Take every line containing "instead" out of the records.
=== Material shown ===
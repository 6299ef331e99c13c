//! Synchronous console API over a line pump and a write primitive.
//!
//! # STOP. READ. THEN ACT.
//!
//! This type is split across files:
//! - `console.rs` - construction, `write()`, `run_cmd()`, history access
//! - `exec.rs` - `run_sh_cmd_output()` / `run_sh_cmd_async()` (sentinel protocol)
//! - `expect.rs` - `expect_any()` / `expect_all()` / `mark()`
//! - `process.rs` - `start_process()` / `wait_for_exit()`
//!
//! Read all of them before adding new methods.

use std::fmt;
use std::time::Duration;

use super::line::LogLine;
use super::reader::{LineReader, LineSource, ReaderOptions};
use crate::error::Result;

/// Write primitive supplied by a transport.
///
/// Must never fail loudly: writes racing transport shutdown are expected.
pub trait LineSink: Send {
    fn write_line(&mut self, text: &str);
}

impl<F> LineSink for F
where
    F: FnMut(&str) + Send,
{
    fn write_line(&mut self, text: &str) {
        self(text)
    }
}

/// Something to do before waiting for output.
pub enum Command<'a> {
    /// Send nothing, just wait.
    Nothing,
    /// Text written verbatim to the console.
    Literal(String),
    /// Side-effecting action, e.g. power-cycling the target.
    Action(Box<dyn FnOnce() + 'a>),
}

impl<'a> Command<'a> {
    pub fn action<F: FnOnce() + 'a>(f: F) -> Self {
        Command::Action(Box::new(f))
    }
}

impl fmt::Display for Command<'_> {
    fn fmt(&self, f: &mut fmt::Formatter<'_>) -> fmt::Result {
        match self {
            Command::Nothing => f.write_str("<none>"),
            Command::Literal(text) => f.write_str(text),
            Command::Action(_) => f.write_str("<action>"),
        }
    }
}

impl fmt::Debug for Command<'_> {
    fn fmt(&self, f: &mut fmt::Formatter<'_>) -> fmt::Result {
        write!(f, "Command({self})")
    }
}

impl From<&str> for Command<'_> {
    fn from(text: &str) -> Self {
        Command::Literal(text.to_string())
    }
}

impl From<String> for Command<'_> {
    fn from(text: String) -> Self {
        Command::Literal(text)
    }
}

impl<T: Into<String>> From<Option<T>> for Command<'_> {
    fn from(text: Option<T>) -> Self {
        match text {
            Some(text) => Command::Literal(text.into()),
            None => Command::Nothing,
        }
    }
}

/// Console controller: one line pump plus one writer.
pub struct Console {
    pub(crate) name: String,
    pub(crate) writer: Box<dyn LineSink>,
    pub(crate) line_reader: LineReader,
}

impl Console {
    /// Create a console and start pumping `reader` immediately.
    pub fn new<R, W>(name: &str, reader: R, writer: W, options: ReaderOptions) -> Result<Self>
    where
        R: LineSource,
        W: LineSink + 'static,
    {
        let line_reader = LineReader::spawn(name, reader, options)?;
        Ok(Self {
            name: name.to_string(),
            writer: Box::new(writer),
            line_reader,
        })
    }

    pub fn name(&self) -> &str {
        &self.name
    }

    pub fn line_reader(&self) -> &LineReader {
        &self.line_reader
    }

    pub fn print_logger(&self) -> bool {
        self.line_reader.print_logger()
    }

    pub fn set_print_logger(&self, enabled: bool) {
        self.line_reader.set_print_logger(enabled);
    }

    /// Pop the oldest buffered line as history sees it: the log record
    /// (`[ts] [name] - text`) with a shared log file, the bare text otherwise.
    pub fn readline(&self, block: bool, timeout: Option<Duration>) -> Result<String> {
        let line = self.readline_entry(block, timeout)?;
        Ok(self.line_reader.history_text(&line).into_owned())
    }

    /// Pop the oldest buffered line with its timestamp and source.
    pub fn readline_entry(&self, block: bool, timeout: Option<Duration>) -> Result<LogLine> {
        self.line_reader.get_line(block, timeout)
    }

    /// Send raw text. No line terminator is added here.
    pub fn write(&mut self, command: &str) {
        self.writer.write_line(command);
    }

    pub fn run_cmd(&mut self, cmd: Command<'_>) {
        match cmd {
            Command::Nothing => {}
            Command::Literal(text) => self.write(&text),
            Command::Action(action) => action(),
        }
    }

    pub fn add_expr_cbk<F>(&self, pattern: &str, callback: F, is_regex: bool) -> Result<()>
    where
        F: FnMut() + Send + 'static,
    {
        self.line_reader.add_expr_cbk(pattern, callback, is_regex)
    }

    pub fn clear_history(&self) {
        self.line_reader.clear_history();
    }
}

impl fmt::Debug for Console {
    fn fmt(&self, f: &mut fmt::Formatter<'_>) -> fmt::Result {
        f.debug_struct("Console")
            .field("name", &self.name)
            .field("line_reader", &self.line_reader)
            .finish_non_exhaustive()
    }
}

#[cfg(test)]
mod tests {
    use super::super::testing::{quiet_options, FakeShell};
    use super::*;
    use std::cell::Cell;

    #[test]
    fn test_run_cmd_dispatches_on_variant() {
        let shell = FakeShell::new();
        let mut console = shell.console("t");

        console.run_cmd(Command::from("uname -a"));
        console.run_cmd(Command::Nothing);
        console.run_cmd(None::<String>.into());

        let ran = Cell::new(false);
        console.run_cmd(Command::action(|| ran.set(true)));
        assert!(ran.get());

        assert_eq!(shell.sent(), vec!["uname -a"]);
    }

    #[test]
    fn test_readline_returns_text() {
        let shell = FakeShell::new();
        let console = shell.console("t");
        shell.emit("hello");
        let line = console.readline(true, Some(Duration::from_secs(2))).unwrap();
        assert_eq!(line, "hello");
        assert!(console.readline(false, None).is_err());
    }

    #[test]
    fn test_readline_returns_record_with_shared_log() {
        let dir = tempfile::tempdir().unwrap();
        let options = ReaderOptions {
            logfile: Some(dir.path().join("console.log")),
            ..quiet_options()
        };
        let shell = FakeShell::new();
        let console = shell.console_with("Qemu", options);
        shell.emit("hello");

        let record = console.readline(true, Some(Duration::from_secs(2))).unwrap();
        assert!(record.starts_with('['), "{record}");
        assert!(record.ends_with("] [Qemu] - hello"), "{record}");
    }

    #[test]
    fn test_new_with_closures() {
        let (tx, rx) = std::sync::mpsc::channel::<String>();
        let mut console = Console::new(
            "closures",
            move || Ok(rx.recv().ok()),
            |_: &str| {},
            quiet_options(),
        )
        .unwrap();
        tx.send("line".to_string()).unwrap();
        console.write("ignored");
        assert_eq!(
            console.readline(true, Some(Duration::from_secs(2))).unwrap(),
            "line"
        );
    }

    #[test]
    fn test_command_display() {
        assert_eq!(Command::from("ls").to_string(), "ls");
        assert_eq!(Command::action(|| {}).to_string(), "<action>");
        assert_eq!(Command::Nothing.to_string(), "<none>");
    }
}
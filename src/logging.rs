//! Logging setup for the binaries.
//!
//! The library only emits `tracing` events; installing a subscriber is up
//! to the program. Console output shows up under the `console` target.

use tracing_subscriber::EnvFilter;

/// Install a compact stderr subscriber.
///
/// `RUST_LOG` wins when set; otherwise `debug` with `verbose`, `info` without.
/// Calling this twice is harmless.
pub fn init_logging(verbose: bool) {
    let default_level = if verbose { "debug" } else { "info" };
    let filter = EnvFilter::try_from_default_env().unwrap_or_else(|_| EnvFilter::new(default_level));

    let _ = tracing_subscriber::fmt()
        .with_env_filter(filter)
        .with_writer(std::io::stderr)
        .with_target(false)
        .with_thread_ids(false)
        .compact()
        .try_init();
}
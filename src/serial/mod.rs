//! Interactive console backend for integration tests.
//!
//! Drives a text console (QEMU serial on stdio, piped subprocess) from
//! test code: a background pump reads lines into a bounded history, and
//! the `Console` API turns that stream into synchronous round trips.
//!
//! # STOP. READ. THEN ACT.
//!
//! This module already has:
//! - `LineBuffer` - bounded, blocking history buffer
//! - `LineReader` - the pump thread, `read_until*`, pattern callbacks
//! - `Console` - `run_sh_cmd_output()` / `run_sh_cmd_async()` (exit code capture)
//! - `Console` - `expect_any()` / `expect_all()` / `mark()`
//! - `Console` - `start_process()` / `wait_for_exit()` for background jobs
//! - `PipeConsole` - binding to a child's stdin/stdout
//! - `LogRegistry` - log files shared between consoles
//!
//! Read all methods before adding new ones. Don't duplicate functionality.

mod buffer;
mod console;
mod decode;
mod exec;
mod expect;
mod line;
mod pipe;
mod process;
mod reader;
mod registry;

#[cfg(test)]
mod testing;

pub use buffer::{LineBuffer, DEFAULT_CAPACITY};
pub use console::{Command, Console, LineSink};
pub use decode::decode_line;
pub use exec::{CommandResult, COMMAND_DONE, CREATED_PID, DEFAULT_COMMAND_TIMEOUT};
pub use expect::Mark;
pub use line::{Combine, LogLine, Matcher};
pub use pipe::{PipeConsole, PipeReader, PipeWriter, ProcessHandle, PROMPT_MARKER};
pub use process::{PendingProcess, DEFAULT_POLL_INTERVAL};
pub use reader::{
    Callback, LineReader, LineSource, ReaderOptions, ReaderState, DEFAULT_EXPECT_TIMEOUT,
};
pub use registry::{LogRegistry, SharedLog};

use crate::executor::Executor;
use anyhow::Result;
use std::time::Duration;

/// Implementation of Executor trait for Console.
///
/// Lets test scenarios run against any console through the abstract
/// Executor interface.
impl Executor for Console {
    fn exec(&mut self, cmd: &str, timeout: Duration) -> Result<CommandResult> {
        Ok(self.run_sh_cmd_output(cmd, timeout)?)
    }

    fn exec_async(&mut self, cmd: &str, timeout: Duration) -> Result<u32> {
        Ok(self.run_sh_cmd_async(cmd, timeout)?)
    }

    fn name(&self) -> &str {
        Console::name(self)
    }
}

impl Executor for PipeConsole {
    fn exec(&mut self, cmd: &str, timeout: Duration) -> Result<CommandResult> {
        Executor::exec(&mut **self, cmd, timeout)
    }

    fn exec_async(&mut self, cmd: &str, timeout: Duration) -> Result<u32> {
        Executor::exec_async(&mut **self, cmd, timeout)
    }

    fn name(&self) -> &str {
        Console::name(self)
    }
}
//! Background line pump.
//!
//! A `LineReader` owns one worker thread that keeps calling a blocking
//! read primitive, normalizes each line, optionally persists it to a shared
//! log file, publishes it to the history buffer and fires pattern callbacks.
//!
//! # Threading
//!
//! - Callbacks run synchronously on the worker thread. A slow callback
//!   delays every line behind it.
//! - The callback registry is locked during dispatch: a callback must not
//!   register new callbacks on the same reader.
//! - With a log file, history holds lines from every console sharing it and
//!   `read_cond` matches the formatted record (`[ts] [name] - text`), so a
//!   pattern can pin the source console. Callbacks always see the bare text.
//! - There is no stop signal. The pump ends when the read primitive returns
//!   `Ok(None)` or an error, i.e. when the transport closes.

use std::borrow::Cow;
use std::io;
use std::path::PathBuf;
use std::sync::atomic::{AtomicBool, Ordering};
use std::sync::{Arc, Mutex, PoisonError};
use std::thread::{self, JoinHandle};
use std::time::{Duration, Instant};

use tracing::{debug, error, info};

use super::buffer::{deadline_after, LineBuffer, DEFAULT_CAPACITY};
use super::line::{normalize_line, Combine, LogLine, Matcher};
use super::registry::{LogRegistry, SharedLog};
use crate::error::{ConsoleError, Result};

/// Default budget for the `read_until*` family.
pub const DEFAULT_EXPECT_TIMEOUT: Duration = Duration::from_secs(90);

/// Blocking line-read primitive supplied by a transport.
///
/// `Ok(None)` means the channel is closed. Errors are treated the same way.
pub trait LineSource: Send + 'static {
    fn read_line(&mut self) -> io::Result<Option<String>>;
}

impl<F> LineSource for F
where
    F: FnMut() -> io::Result<Option<String>> + Send + 'static,
{
    fn read_line(&mut self) -> io::Result<Option<String>> {
        self()
    }
}

/// Zero-argument callback fired on the pump thread.
pub type Callback = Box<dyn FnMut() + Send + 'static>;

/// Reader lifecycle.
#[derive(Debug, Clone, Copy, PartialEq, Eq)]
pub enum ReaderState {
    Running,
    Stopped,
}

/// Options for constructing a `LineReader`.
#[derive(Debug, Clone)]
pub struct ReaderOptions {
    /// Echo every line through `tracing`.
    pub print_logger: bool,
    /// Persist lines here and share history with other readers using it.
    pub logfile: Option<PathBuf>,
    /// History size in lines, 0 for unbounded.
    pub capacity: usize,
    pub registry: Arc<LogRegistry>,
}

impl Default for ReaderOptions {
    fn default() -> Self {
        Self {
            print_logger: true,
            logfile: None,
            capacity: DEFAULT_CAPACITY,
            registry: LogRegistry::global(),
        }
    }
}

struct CallbackEntry {
    pattern: String,
    is_regex: bool,
    matcher: Matcher,
    callbacks: Vec<Callback>,
}

/// Callbacks keyed by `(pattern, is_regex)`, in first-registration order.
#[derive(Default)]
struct CallbackRegistry {
    entries: Vec<CallbackEntry>,
}

impl CallbackRegistry {
    fn add(&mut self, pattern: &str, is_regex: bool, callback: Callback) -> Result<()> {
        let existing = self
            .entries
            .iter_mut()
            .find(|e| e.pattern == pattern && e.is_regex == is_regex);
        match existing {
            Some(entry) => entry.callbacks.push(callback),
            None => self.entries.push(CallbackEntry {
                pattern: pattern.to_string(),
                is_regex,
                matcher: Matcher::new(pattern, is_regex)?,
                callbacks: vec![callback],
            }),
        }
        Ok(())
    }

    fn dispatch(&mut self, text: &str) {
        for entry in &mut self.entries {
            if entry.matcher.is_match(text) {
                for callback in &mut entry.callbacks {
                    callback();
                }
            }
        }
    }
}

/// Everything the worker thread needs.
struct Pump {
    name: String,
    print_logger: Arc<AtomicBool>,
    buffer: Arc<LineBuffer<LogLine>>,
    shared_log: Option<Arc<SharedLog>>,
    callbacks: Arc<Mutex<CallbackRegistry>>,
}

impl Pump {
    fn run(self, mut source: Box<dyn LineSource>) {
        loop {
            let raw = match source.read_line() {
                Ok(Some(raw)) => raw,
                Ok(None) => {
                    debug!(console = %self.name, "line source closed");
                    break;
                }
                Err(e) => {
                    debug!(console = %self.name, error = %e, "line source failed, stopping");
                    break;
                }
            };

            let line = LogLine::new(&self.name, normalize_line(&raw));

            if self.print_logger.load(Ordering::Relaxed) {
                info!(target: "console", "[{}] {}", self.name, line.text);
            }

            match &self.shared_log {
                Some(log) => {
                    if let Err(e) = log.append(&line) {
                        error!(
                            console = %self.name,
                            path = %log.path().display(),
                            "Exception on write: {}",
                            e
                        );
                    }
                }
                None => self.buffer.put(line.clone()),
            }

            self.callbacks
                .lock()
                .unwrap_or_else(PoisonError::into_inner)
                .dispatch(&line.text);
        }
    }
}

/// Line pump over a blocking read primitive.
pub struct LineReader {
    name: String,
    print_logger: Arc<AtomicBool>,
    buffer: Arc<LineBuffer<LogLine>>,
    shared: bool,
    callbacks: Arc<Mutex<CallbackRegistry>>,
    worker: JoinHandle<()>,
}

impl LineReader {
    /// Start pumping `source` on a new thread.
    ///
    /// Fails if the log file cannot be opened or the thread cannot be spawned.
    pub fn spawn<S: LineSource>(name: &str, source: S, options: ReaderOptions) -> Result<Self> {
        let shared_log = match &options.logfile {
            Some(path) => Some(options.registry.acquire(path, options.capacity)?),
            None => None,
        };
        let buffer = match &shared_log {
            Some(log) => log.buffer(),
            None => Arc::new(LineBuffer::new(options.capacity)),
        };

        let shared = shared_log.is_some();
        let print_logger = Arc::new(AtomicBool::new(options.print_logger));
        let callbacks = Arc::new(Mutex::new(CallbackRegistry::default()));

        let pump = Pump {
            name: name.to_string(),
            print_logger: Arc::clone(&print_logger),
            buffer: Arc::clone(&buffer),
            shared_log,
            callbacks: Arc::clone(&callbacks),
        };
        let source: Box<dyn LineSource> = Box::new(source);
        let worker = thread::Builder::new()
            .name(format!("line-reader-{name}"))
            .spawn(move || pump.run(source))?;

        debug!(console = %name, "line reader started");

        Ok(Self {
            name: name.to_string(),
            print_logger,
            buffer,
            shared,
            callbacks,
            worker,
        })
    }

    pub fn name(&self) -> &str {
        &self.name
    }

    pub fn state(&self) -> ReaderState {
        if self.worker.is_finished() {
            ReaderState::Stopped
        } else {
            ReaderState::Running
        }
    }

    /// True when history comes from a log file shared with other consoles.
    pub fn is_shared(&self) -> bool {
        self.shared
    }

    /// What history matching sees for `line`: the log record when shared,
    /// the bare text otherwise.
    pub fn history_text<'l>(&self, line: &'l LogLine) -> Cow<'l, str> {
        if self.shared {
            Cow::Owned(line.record())
        } else {
            Cow::Borrowed(&line.text)
        }
    }

    pub fn print_logger(&self) -> bool {
        self.print_logger.load(Ordering::Relaxed)
    }

    pub fn set_print_logger(&self, enabled: bool) {
        self.print_logger.store(enabled, Ordering::Relaxed);
    }

    /// Register `callback` to run for every line matching `pattern`.
    pub fn add_expr_cbk<F>(&self, pattern: &str, callback: F, is_regex: bool) -> Result<()>
    where
        F: FnMut() + Send + 'static,
    {
        self.callbacks
            .lock()
            .unwrap_or_else(PoisonError::into_inner)
            .add(pattern, is_regex, Box::new(callback))
    }

    /// Pop the oldest buffered line. See [`LineBuffer::get`].
    pub fn get_line(&self, block: bool, timeout: Option<Duration>) -> Result<LogLine> {
        self.buffer.get(block, timeout)
    }

    /// Consume lines until the `combine` condition over `patterns` holds.
    ///
    /// The deadline is computed once on entry. A pattern stays matched for
    /// the rest of the call once any line has matched it. Returns `Ok(false)`
    /// when the budget runs out. Lines are matched via [`Self::history_text`].
    pub fn read_cond<S: AsRef<str>>(
        &self,
        patterns: &[S],
        timeout: Duration,
        is_regex: bool,
        combine: Combine,
    ) -> Result<bool> {
        Ok(self
            .read_cond_line(patterns, timeout, is_regex, combine)?
            .is_some())
    }

    /// Like `read_cond`, returning the line that completed the condition.
    pub fn read_cond_line<S: AsRef<str>>(
        &self,
        patterns: &[S],
        timeout: Duration,
        is_regex: bool,
        combine: Combine,
    ) -> Result<Option<LogLine>> {
        let matchers = Matcher::compile_all(patterns, is_regex)?;
        // `None` when the timeout is too large to represent: wait without one.
        let deadline = deadline_after(timeout);
        let mut seen = vec![false; matchers.len()];

        loop {
            let remaining = match deadline {
                Some(deadline) => {
                    let remaining = deadline.saturating_duration_since(Instant::now());
                    if remaining.is_zero() {
                        return Ok(None);
                    }
                    Some(remaining)
                }
                None => None,
            };
            let line = match self.get_line(true, remaining) {
                Ok(line) => line,
                Err(ConsoleError::Empty) => return Ok(None),
                Err(e) => return Err(e),
            };
            {
                let text = self.history_text(&line);
                for (flag, matcher) in seen.iter_mut().zip(&matchers) {
                    if matcher.is_match(&text) {
                        *flag = true;
                    }
                }
            }
            if combine.satisfied(&seen) {
                return Ok(Some(line));
            }
        }
    }

    pub fn read_until(&self, pattern: &str, timeout: Duration, is_regex: bool) -> Result<bool> {
        self.read_cond(&[pattern], timeout, is_regex, Combine::Any)
    }

    pub fn read_until_one_of<S: AsRef<str>>(
        &self,
        patterns: &[S],
        timeout: Duration,
        is_regex: bool,
    ) -> Result<bool> {
        self.read_cond(patterns, timeout, is_regex, Combine::Any)
    }

    pub fn read_until_all<S: AsRef<str>>(
        &self,
        patterns: &[S],
        timeout: Duration,
        is_regex: bool,
    ) -> Result<bool> {
        self.read_cond(patterns, timeout, is_regex, Combine::All)
    }

    pub fn read_until_expr(&self, pattern: &str, timeout: Duration) -> Result<bool> {
        self.read_until(pattern, timeout, true)
    }

    pub fn read_until_one_of_expr<S: AsRef<str>>(
        &self,
        patterns: &[S],
        timeout: Duration,
    ) -> Result<bool> {
        self.read_until_one_of(patterns, timeout, true)
    }

    pub fn read_until_all_expr<S: AsRef<str>>(
        &self,
        patterns: &[S],
        timeout: Duration,
    ) -> Result<bool> {
        self.read_until_all(patterns, timeout, true)
    }

    /// Drop buffered history. Callbacks and the pump are unaffected.
    pub fn clear_history(&self) {
        self.buffer.clear();
    }
}

impl std::fmt::Debug for LineReader {
    fn fmt(&self, f: &mut std::fmt::Formatter<'_>) -> std::fmt::Result {
        f.debug_struct("LineReader")
            .field("name", &self.name)
            .field("state", &self.state())
            .field("shared", &self.shared)
            .field("buffered", &self.buffer.len())
            .finish()
    }
}
//! Byte-level cleanup of raw console output.
//!
//! Serial consoles redraw lines with bare carriage returns (progress bars,
//! line editing). A `\r` followed by anything but `\n` is dropped together
//! with the byte after it; what remains is decoded lossily, so stray
//! non-UTF-8 bytes become U+FFFD instead of failing the read.

use once_cell::sync::Lazy;
use regex::bytes::Regex;

static CARRIAGE_REDRAW: Lazy<Regex> =
    Lazy::new(|| Regex::new(r"(?-u)\r[^\n]").expect("carriage return pattern is valid"));

/// Decode one raw line: drop redraw sequences, decode, strip the line ending.
pub fn decode_line(raw: &[u8]) -> String {
    let cleaned = CARRIAGE_REDRAW.replace_all(raw, &b""[..]);
    let text = String::from_utf8_lossy(&cleaned);
    text.trim_end_matches('\n').trim_end_matches('\r').to_string()
}

#[cfg(test)]
mod tests {
    use super::*;

    #[test]
    fn test_decode_strips_line_endings() {
        assert_eq!(decode_line(b"hello\n"), "hello");
        assert_eq!(decode_line(b"hello\r\n"), "hello");
        assert_eq!(decode_line(b"root@qnx:/# "), "root@qnx:/# ");
    }

    #[test]
    fn test_decode_drops_carriage_redraws() {
        // "\r5" and "\r1" are removed together with the following byte.
        assert_eq!(decode_line(b"50%\r51%\r100%\n"), "50%1%00%");
        assert_eq!(decode_line(b"abc\r\n"), "abc");
    }

    #[test]
    fn test_decode_is_lossy() {
        assert_eq!(decode_line(b"bad \xff byte\n"), "bad \u{fffd} byte");
    }
}
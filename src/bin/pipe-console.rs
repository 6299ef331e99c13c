//! Drive a program's console from the command line.
//!
//! Spawns a program with piped stdin/stdout (a shell, or QEMU with
//! `-serial stdio`), wraps it in a `PipeConsole` and runs commands or
//! expectations against it.
//!
//! Usage:
//!   cargo run --bin pipe-console -- exec "uname -a" "ls /"
//!   cargo run --bin pipe-console -- --program qemu-system-x86_64 --program-arg=-nographic \
//!       expect --pattern "login:" --timeout 120
//!   cargo run --bin pipe-console -- --json mark --send "reboot" --pattern "boot" --pattern "#"

use anyhow::{bail, Context, Result};
use clap::{Parser, Subcommand};
use colored::Colorize;
use std::path::PathBuf;
use std::process::{Command as Process, Stdio};
use std::time::Duration;

use itest_console::logging::init_logging;
use itest_console::{
    run_all, timeout_from_secs, Command, CommandResult, ConsoleConfig, PipeConsole,
};

#[derive(Parser)]
#[command(name = "pipe-console")]
#[command(about = "Run shell commands and expectations against a piped console")]
struct Cli {
    /// TOML console configuration
    #[arg(long)]
    config: Option<PathBuf>,

    /// Console name (overrides config)
    #[arg(long)]
    name: Option<String>,

    /// Shared log file (overrides config)
    #[arg(long)]
    logfile: Option<PathBuf>,

    /// Program to spawn
    #[arg(long, default_value = "sh")]
    program: String,

    /// Argument passed to the program (repeatable)
    #[arg(long = "program-arg", allow_hyphen_values = true)]
    program_args: Vec<String>,

    /// Don't echo console output to the log
    #[arg(long)]
    quiet: bool,

    /// Debug logging
    #[arg(short, long)]
    verbose: bool,

    /// Print results as JSON
    #[arg(long)]
    json: bool,

    #[command(subcommand)]
    command: Commands,
}

#[derive(Subcommand)]
enum Commands {
    /// Run shell commands and report exit codes
    Exec {
        /// Commands to run, in order
        #[arg(required = true)]
        commands: Vec<String>,

        /// Per-command timeout in seconds (default: from config)
        #[arg(long)]
        timeout: Option<f64>,

        /// Continue after a failing command
        #[arg(long)]
        keep_going: bool,
    },

    /// Send a command and wait for output patterns
    Expect {
        /// Text to send first (nothing if omitted)
        #[arg(long)]
        send: Option<String>,

        /// Pattern to wait for (repeatable)
        #[arg(long = "pattern", required = true)]
        patterns: Vec<String>,

        /// Require every pattern instead of any
        #[arg(long)]
        all: bool,

        /// Treat patterns as regular expressions
        #[arg(long)]
        regex: bool,

        /// Timeout in seconds (default: from config)
        #[arg(long)]
        timeout: Option<f64>,
    },

    /// Send a command and record when each pattern appears
    Mark {
        #[arg(long)]
        send: Option<String>,

        #[arg(long = "pattern", required = true)]
        patterns: Vec<String>,

        /// Timeout per pattern in seconds (default: from config)
        #[arg(long)]
        timeout: Option<f64>,
    },
}

fn main() -> Result<()> {
    let cli = Cli::parse();
    init_logging(cli.verbose);

    let mut config = ConsoleConfig::load_or_default(cli.config.as_deref())?;
    if let Some(name) = &cli.name {
        config.name = name.clone();
    }
    if cli.logfile.is_some() {
        config.logfile = cli.logfile.clone();
    }
    if cli.quiet {
        config.print_logger = false;
    }

    let child = Process::new(&cli.program)
        .args(&cli.program_args)
        .stdin(Stdio::piped())
        .stdout(Stdio::piped())
        .stderr(Stdio::inherit())
        .spawn()
        .with_context(|| format!("Failed to spawn {}", cli.program))?;
    let mut console = PipeConsole::spawn(&config.name, child, config.reader_options())?;

    let outcome = match cli.command {
        Commands::Exec {
            commands,
            timeout,
            keep_going,
        } => {
            let timeout = resolve_timeout(timeout, config.command_timeout()?)?;
            run_exec(&mut console, &commands, timeout, keep_going, cli.json)
        }
        Commands::Expect {
            send,
            patterns,
            all,
            regex,
            timeout,
        } => {
            let timeout = resolve_timeout(timeout, config.expect_timeout()?)?;
            let cmd = Command::from(send);
            let result = if all {
                console.expect_all(cmd, &patterns, timeout, regex, true)
            } else {
                console.expect_any(cmd, &patterns, timeout, regex, true)
            };
            result.map_err(anyhow::Error::from).map(|()| {
                println!("{} {:?}", "matched".green().bold(), patterns);
            })
        }
        Commands::Mark {
            send,
            patterns,
            timeout,
        } => {
            let timeout = resolve_timeout(timeout, config.expect_timeout()?)?;
            run_mark(&mut console, send, &patterns, timeout, cli.json)
        }
    };

    let status = console.terminate()?;
    tracing::debug!(%status, "console program stopped");
    outcome
}

fn resolve_timeout(secs: Option<f64>, default: Duration) -> Result<Duration> {
    match secs {
        Some(secs) => Ok(timeout_from_secs(secs)?),
        None => Ok(default),
    }
}

fn run_exec(
    console: &mut PipeConsole,
    commands: &[String],
    timeout: Duration,
    keep_going: bool,
    json: bool,
) -> Result<()> {
    let results = run_all(console, commands, timeout, keep_going)?;

    if json {
        let report: Vec<_> = results
            .iter()
            .map(|(cmd, r)| serde_json::json!({ "command": cmd, "result": r }))
            .collect();
        println!("{}", serde_json::to_string_pretty(&report)?);
    } else {
        for (cmd, result) in &results {
            print_result(cmd, result);
        }
    }

    let failed = results.iter().filter(|(_, r)| !r.success()).count();
    if failed > 0 {
        bail!("{} of {} command(s) failed", failed, results.len());
    }
    Ok(())
}

fn print_result(cmd: &str, result: &CommandResult) {
    let status = if result.success() {
        format!("[exit {}]", result.exit_code).green().bold()
    } else {
        format!("[exit {}]", result.exit_code).red().bold()
    };
    println!("{} {}", status, cmd.bold());
    for line in result.output.lines() {
        println!("    {}", line);
    }
}

fn run_mark(
    console: &mut PipeConsole,
    send: Option<String>,
    patterns: &[String],
    timeout: Duration,
    json: bool,
) -> Result<()> {
    let marks = console.mark(send, patterns, timeout, true)?;

    if json {
        println!("{}", serde_json::to_string_pretty(&marks)?);
        return Ok(());
    }

    for mark in &marks {
        match mark.at {
            Some(at) => println!(
                "  {} {} at {}",
                "✓".green(),
                mark.pattern,
                at.format("%H:%M:%S%.3f")
            ),
            None => println!("  {} {} not seen", "✗".red(), mark.pattern),
        }
    }
    Ok(())
}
===
### Written solution:
//! non-UTF-8 bytes become U+FFFD instead of failing the read.
        /// Require every pattern instead of any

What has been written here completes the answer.